• **EXERCISE INPUTS**

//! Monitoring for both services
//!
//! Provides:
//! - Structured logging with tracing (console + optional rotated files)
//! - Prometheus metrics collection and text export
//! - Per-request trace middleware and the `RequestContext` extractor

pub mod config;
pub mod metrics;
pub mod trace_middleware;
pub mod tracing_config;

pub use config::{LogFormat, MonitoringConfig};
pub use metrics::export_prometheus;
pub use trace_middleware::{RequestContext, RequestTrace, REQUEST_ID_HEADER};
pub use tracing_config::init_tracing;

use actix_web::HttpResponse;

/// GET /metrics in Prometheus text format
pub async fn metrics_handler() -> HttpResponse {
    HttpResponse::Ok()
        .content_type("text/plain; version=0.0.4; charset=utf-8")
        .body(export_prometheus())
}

• **TASK DETAILS**
From the line containing "and text export" down to the final line of the data, write out every line exactly; both the first and last of these belong in your answer, and nothing else does.

• **SOLUTION TO THIS TASK**
//! - Prometheus metrics collection and text export
//! - Per-request trace middleware and the `RequestContext` extractor

pub mod config;
pub mod metrics;
pub mod trace_middleware;
pub mod tracing_config;

pub use config::{LogFormat, MonitoringConfig};
pub use metrics::export_prometheus;
pub use trace_middleware::{RequestContext, RequestTrace, REQUEST_ID_HEADER};
pub use tracing_config::init_tracing;

use actix_web::HttpResponse;

/// GET /metrics in Prometheus text format
pub async fn metrics_handler() -> HttpResponse {
    HttpResponse::Ok()
        .content_type("text/plain; version=0.0.4; charset=utf-8")
        .body(export_prometheus())
}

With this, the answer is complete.